[Exercise requirements] From the first line of the data through the line containing "let mut file", return each line exactly.

[Material provided]
* * * * *
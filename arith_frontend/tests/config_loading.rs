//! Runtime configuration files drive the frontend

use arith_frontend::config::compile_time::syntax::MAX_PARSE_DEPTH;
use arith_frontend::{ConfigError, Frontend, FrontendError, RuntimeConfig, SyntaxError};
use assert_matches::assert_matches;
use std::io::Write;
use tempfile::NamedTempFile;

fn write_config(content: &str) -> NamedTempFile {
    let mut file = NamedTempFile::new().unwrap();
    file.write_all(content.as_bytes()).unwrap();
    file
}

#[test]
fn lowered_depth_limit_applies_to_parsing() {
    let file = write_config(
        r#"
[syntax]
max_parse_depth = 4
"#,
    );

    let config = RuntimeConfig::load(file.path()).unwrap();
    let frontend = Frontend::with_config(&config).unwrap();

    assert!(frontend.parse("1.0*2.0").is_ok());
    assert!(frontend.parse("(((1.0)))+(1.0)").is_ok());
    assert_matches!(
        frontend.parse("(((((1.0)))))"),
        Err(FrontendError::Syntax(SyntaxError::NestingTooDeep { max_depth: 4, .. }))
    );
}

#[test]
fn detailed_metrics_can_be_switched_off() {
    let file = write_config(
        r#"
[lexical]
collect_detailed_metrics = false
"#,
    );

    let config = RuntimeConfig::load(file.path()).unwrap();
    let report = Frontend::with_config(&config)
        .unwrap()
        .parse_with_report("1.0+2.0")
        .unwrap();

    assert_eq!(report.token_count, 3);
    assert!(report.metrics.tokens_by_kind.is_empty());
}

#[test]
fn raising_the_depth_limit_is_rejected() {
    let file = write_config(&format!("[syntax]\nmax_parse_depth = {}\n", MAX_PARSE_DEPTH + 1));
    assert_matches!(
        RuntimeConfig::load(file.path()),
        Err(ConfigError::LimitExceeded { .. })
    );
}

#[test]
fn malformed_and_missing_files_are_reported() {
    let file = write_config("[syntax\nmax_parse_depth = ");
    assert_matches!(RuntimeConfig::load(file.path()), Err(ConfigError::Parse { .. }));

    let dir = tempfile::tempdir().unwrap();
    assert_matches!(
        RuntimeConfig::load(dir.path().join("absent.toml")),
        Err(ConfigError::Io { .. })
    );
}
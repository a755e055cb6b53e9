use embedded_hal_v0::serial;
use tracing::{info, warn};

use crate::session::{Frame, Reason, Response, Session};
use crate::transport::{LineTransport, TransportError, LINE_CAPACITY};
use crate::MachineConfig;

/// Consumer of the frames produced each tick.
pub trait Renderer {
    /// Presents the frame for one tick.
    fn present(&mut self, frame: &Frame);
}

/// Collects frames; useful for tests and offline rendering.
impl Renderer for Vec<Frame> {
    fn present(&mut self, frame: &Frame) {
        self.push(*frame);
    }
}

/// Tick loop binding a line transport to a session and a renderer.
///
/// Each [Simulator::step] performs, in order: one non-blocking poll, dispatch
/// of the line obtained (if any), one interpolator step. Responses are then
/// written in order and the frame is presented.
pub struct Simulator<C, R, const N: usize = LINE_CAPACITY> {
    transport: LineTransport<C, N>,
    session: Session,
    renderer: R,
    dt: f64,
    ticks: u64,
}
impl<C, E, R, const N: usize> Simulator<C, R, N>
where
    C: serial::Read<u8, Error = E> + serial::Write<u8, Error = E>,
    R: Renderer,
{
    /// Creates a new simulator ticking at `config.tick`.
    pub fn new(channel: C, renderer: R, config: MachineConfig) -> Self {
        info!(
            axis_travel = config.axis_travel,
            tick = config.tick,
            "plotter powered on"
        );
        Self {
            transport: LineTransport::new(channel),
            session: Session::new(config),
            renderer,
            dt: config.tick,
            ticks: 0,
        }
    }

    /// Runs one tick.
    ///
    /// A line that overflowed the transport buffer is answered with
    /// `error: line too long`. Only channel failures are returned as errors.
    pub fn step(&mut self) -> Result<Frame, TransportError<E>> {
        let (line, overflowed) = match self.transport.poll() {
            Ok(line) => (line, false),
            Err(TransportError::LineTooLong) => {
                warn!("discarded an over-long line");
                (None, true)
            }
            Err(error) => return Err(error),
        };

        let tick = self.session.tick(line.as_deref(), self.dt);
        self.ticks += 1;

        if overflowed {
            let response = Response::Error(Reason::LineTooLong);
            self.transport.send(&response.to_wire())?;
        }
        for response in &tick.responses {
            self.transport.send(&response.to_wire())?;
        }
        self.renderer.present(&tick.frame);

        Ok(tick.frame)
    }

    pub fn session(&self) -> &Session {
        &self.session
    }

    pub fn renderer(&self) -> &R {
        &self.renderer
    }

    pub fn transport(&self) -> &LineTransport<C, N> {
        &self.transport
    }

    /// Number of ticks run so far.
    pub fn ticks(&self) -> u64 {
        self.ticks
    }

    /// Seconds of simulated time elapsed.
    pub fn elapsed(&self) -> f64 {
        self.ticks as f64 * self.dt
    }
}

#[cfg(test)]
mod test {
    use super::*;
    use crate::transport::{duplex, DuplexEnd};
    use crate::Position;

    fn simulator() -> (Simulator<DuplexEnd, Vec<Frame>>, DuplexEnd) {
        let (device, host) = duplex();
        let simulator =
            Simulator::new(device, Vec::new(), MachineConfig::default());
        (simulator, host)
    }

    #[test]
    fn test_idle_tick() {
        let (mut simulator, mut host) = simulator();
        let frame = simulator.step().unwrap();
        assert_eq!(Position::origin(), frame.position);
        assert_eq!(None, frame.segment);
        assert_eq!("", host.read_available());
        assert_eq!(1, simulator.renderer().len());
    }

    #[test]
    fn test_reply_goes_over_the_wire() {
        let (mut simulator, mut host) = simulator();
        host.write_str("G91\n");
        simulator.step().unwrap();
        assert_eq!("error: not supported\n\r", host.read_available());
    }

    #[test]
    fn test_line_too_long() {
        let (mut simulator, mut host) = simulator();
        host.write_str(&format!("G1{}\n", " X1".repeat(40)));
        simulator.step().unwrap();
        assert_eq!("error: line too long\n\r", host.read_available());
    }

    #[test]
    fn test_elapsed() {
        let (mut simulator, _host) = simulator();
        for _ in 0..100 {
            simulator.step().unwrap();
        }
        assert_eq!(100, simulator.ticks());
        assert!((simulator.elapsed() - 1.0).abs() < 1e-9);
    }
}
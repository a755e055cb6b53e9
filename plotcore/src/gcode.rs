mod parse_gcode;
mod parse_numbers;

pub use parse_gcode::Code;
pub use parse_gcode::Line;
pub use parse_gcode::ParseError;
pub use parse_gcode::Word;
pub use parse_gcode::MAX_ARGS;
* * * * *
[Response to this task]
filename arith_frontend/tests/config_loading.rs
//! Runtime configuration files drive the frontend

use arith_frontend::config::compile_time::syntax::MAX_PARSE_DEPTH;
use arith_frontend::{ConfigError, Frontend, FrontendError, RuntimeConfig, SyntaxError};
use assert_matches::assert_matches;
use std::io::Write;
use tempfile::NamedTempFile;

fn write_config(content: &str) -> NamedTempFile {
    let mut file = NamedTempFile::new().unwrap();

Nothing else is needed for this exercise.